Work instruction :: Your answer must be every line of the data below that holds the string "CardTransform", copied exactly.

Saved entries:

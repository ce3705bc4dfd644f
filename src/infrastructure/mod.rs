// Copyright (c) 2025 Kirky.X
//
// Licensed under the MIT License
// See LICENSE file in the project root for full license information.

/// 基础设施层模块
///
/// 该模块包含系统的技术实现细节，负责与外部系统的交互。
///
/// 包含的子模块：
/// - 认证（auth）：本地单用户认证协作方
/// - 搜索（search）：图片搜索提供方客户端和分页抓取器
/// - 存储（storage）：文件和内存键值存储
///
/// 基础设施层依赖于领域层的抽象接口。
pub mod auth;
pub mod search;
pub mod storage;
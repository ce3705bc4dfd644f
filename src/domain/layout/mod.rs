// Copyright (c) 2025 Kirky.X
//
// Licensed under the MIT License
// See LICENSE file in the project root for full license information.

/// 布局策略模块
///
/// 三种可互换的结果布局（网格、瀑布流、封面流）共享同一套卡片样式、
/// 排版比例和交互能力（编辑、删除、拖拽）。
pub mod coverflow;
pub mod grid;
pub mod masonry;

use std::collections::HashSet;

use serde::Serialize;

use crate::domain::models::search_result::SearchResult;
use crate::domain::models::settings::{CardSettings, LayoutMode, Settings};

pub use coverflow::{visual_transform, Carousel, CardTransform, CoverflowLayout};
pub use grid::GridLayout;
pub use masonry::{pack_columns, MasonryLayout, MasonryPlacement};

/// Title size as a multiple of the configured font size.
pub const TITLE_SCALE: f64 = 1.25;
/// Source label and description size as a fraction of the configured font size.
pub const SECONDARY_SCALE: f64 = 0.875;
/// Shown in place of any image that failed to load.
pub const PLACEHOLDER_IMAGE: &str = "/placeholder-image.jpg";

/// 卡片排版
#[derive(Debug, Clone, PartialEq, Serialize)]
#[serde(rename_all = "camelCase")]
pub struct Typography {
    pub font_family: String,
    pub color: String,
    pub primary_px: f64,
    pub title_px: f64,
    pub secondary_px: f64,
}

impl Typography {
    pub fn from_card(card: &CardSettings) -> Self {
        let primary = card.font.size as f64;
        Self {
            font_family: card.font.family.css(),
            color: card.font.color.clone(),
            primary_px: primary,
            title_px: primary * TITLE_SCALE,
            secondary_px: primary * SECONDARY_SCALE,
        }
    }
}

#[derive(Debug, Clone, Copy, PartialEq, Eq, Serialize)]
#[serde(tag = "kind", rename_all = "camelCase")]
pub enum CardSizing {
    /// Every card has the same height.
    Fixed { height: u32 },
    /// Height follows the image aspect, capped at `max_height`.
    Intrinsic { max_height: u32 },
}

/// 所有布局共享的卡片样式
#[derive(Debug, Clone, PartialEq, Serialize)]
#[serde(rename_all = "camelCase")]
pub struct CardStyle {
    pub typography: Typography,
    pub border_width: u32,
    pub border_color: String,
    pub border_radius: u32,
    pub sizing: CardSizing,
}

impl CardStyle {
    pub fn from_settings(card: &CardSettings, sizing: CardSizing) -> Self {
        Self {
            typography: Typography::from_card(card),
            border_width: card.border.width,
            border_color: card.border.color.clone(),
            border_radius: card.border.radius,
            sizing,
        }
    }
}

#[derive(Debug, Clone, PartialEq, Serialize)]
#[serde(tag = "kind", rename_all = "camelCase")]
pub enum ContainerStyle {
    Grid {
        columns: u32,
        gap: u32,
    },
    Columns {
        count: u32,
        gap: u32,
    },
    #[serde(rename_all = "camelCase")]
    Carousel {
        slide_basis_percent: u32,
        looping: bool,
        selected: usize,
    },
}

#[derive(Debug, Clone, PartialEq, Serialize)]
#[serde(rename_all = "camelCase")]
pub struct PageStyle<'a> {
    pub padding: u32,
    pub background_image: Option<&'a str>,
}

impl<'a> PageStyle<'a> {
    pub fn from_settings(settings: &'a Settings) -> Self {
        Self {
            padding: settings.page.container_padding,
            background_image: settings.page.background_image.as_deref(),
        }
    }
}

#[derive(Debug, Clone, Copy, PartialEq, Eq, Serialize)]
pub struct CardActions {
    pub edit: bool,
    pub delete: bool,
    pub drag: bool,
}

impl Default for CardActions {
    fn default() -> Self {
        Self {
            edit: true,
            delete: true,
            drag: true,
        }
    }
}

#[derive(Debug, Clone, Copy, PartialEq, Eq, Serialize)]
pub struct GridSlot {
    pub row: usize,
    pub column: usize,
}

/// 单张卡片的渲染描述
///
/// `index` 是渲染时在 Result Store 中的位置，删除操作以它为参数；
/// `id` 是拖拽和详情选择使用的身份键。
#[derive(Debug, Clone, PartialEq, Serialize)]
#[serde(rename_all = "camelCase")]
pub struct CardView<'a> {
    pub index: usize,
    pub id: &'a str,
    pub title: &'a str,
    pub description: &'a str,
    pub source: &'a str,
    pub favicon: &'a str,
    pub image: &'a str,
    pub link: &'a str,
    pub dragging: bool,
    pub actions: CardActions,
    #[serde(skip_serializing_if = "Option::is_none")]
    pub slot: Option<GridSlot>,
    #[serde(skip_serializing_if = "Option::is_none")]
    pub transform: Option<CardTransform>,
}

/// 一次渲染的完整描述
#[derive(Debug, Clone, PartialEq, Serialize)]
#[serde(rename_all = "camelCase")]
pub struct LayoutView<'a> {
    pub mode: LayoutMode,
    pub page: PageStyle<'a>,
    pub container: ContainerStyle,
    pub card_style: CardStyle,
    pub cards: Vec<CardView<'a>>,
}

/// 渲染时的交互状态
#[derive(Debug, Clone, Copy)]
pub struct RenderContext<'c> {
    pub dragging_id: Option<&'c str>,
    pub failed_images: &'c HashSet<String>,
}

impl<'c> RenderContext<'c> {
    pub fn new(dragging_id: Option<&'c str>, failed_images: &'c HashSet<String>) -> Self {
        Self {
            dragging_id,
            failed_images,
        }
    }

    /// Image to display for a result, substituting the placeholder after a load failure.
    pub fn image_for<'a>(&self, result: &'a SearchResult) -> &'a str {
        match result.image.as_deref() {
            Some(image) if !self.failed_images.contains(&result.link) => image,
            _ => PLACEHOLDER_IMAGE,
        }
    }

    pub fn card<'a>(&self, index: usize, result: &'a SearchResult) -> CardView<'a> {
        CardView {
            index,
            id: &result.link,
            title: &result.title,
            description: &result.description,
            source: &result.source,
            favicon: &result.favicon,
            image: self.image_for(result),
            link: &result.link,
            dragging: self.dragging_id == Some(result.link.as_str()),
            actions: CardActions::default(),
            slot: None,
            transform: None,
        }
    }
}

/// 布局策略
///
/// 每种布局消费同一个结果序列和同一份配置，只持有借用。
pub trait LayoutStrategy {
    fn mode(&self) -> LayoutMode;

    fn render<'a>(
        &self,
        results: &'a [SearchResult],
        settings: &'a Settings,
        ctx: &RenderContext<'_>,
    ) -> LayoutView<'a>;
}
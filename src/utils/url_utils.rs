// Copyright (c) 2025 Kirky.X
//
// Licensed under the MIT License
// See LICENSE file in the project root for full license information.

use url::Url;

/// 解析网页 URL
///
/// 只接受带主机名的 http(s) URL；缺少协议的值（如 `displayLink` 的 `www.example.com`）
/// 会补上 `https://` 再解析。
pub fn parse_web_url(raw: &str) -> Option<Url> {
    let raw = raw.trim();
    if raw.is_empty() {
        return None;
    }
    let parsed = match Url::parse(raw) {
        Ok(url) => url,
        Err(url::ParseError::RelativeUrlWithoutBase) => Url::parse(&format!("https://{}", raw)).ok()?,
        Err(_) => return None,
    };
    if !matches!(parsed.scheme(), "http" | "https") {
        return None;
    }
    parsed.host_str().filter(|host| !host.is_empty())?;
    Some(parsed)
}

/// 构造 favicon 服务的图标地址
pub fn favicon_url(endpoint: &str, hostname: &str) -> String {
    format!(
        "{}?domain={}&sz=128",
        endpoint.trim_end_matches('/'),
        urlencoding::encode(hostname)
    )
}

Response to the task ::
pub use coverflow::{visual_transform, Carousel, CardTransform, CoverflowLayout};
    pub transform: Option<CardTransform>,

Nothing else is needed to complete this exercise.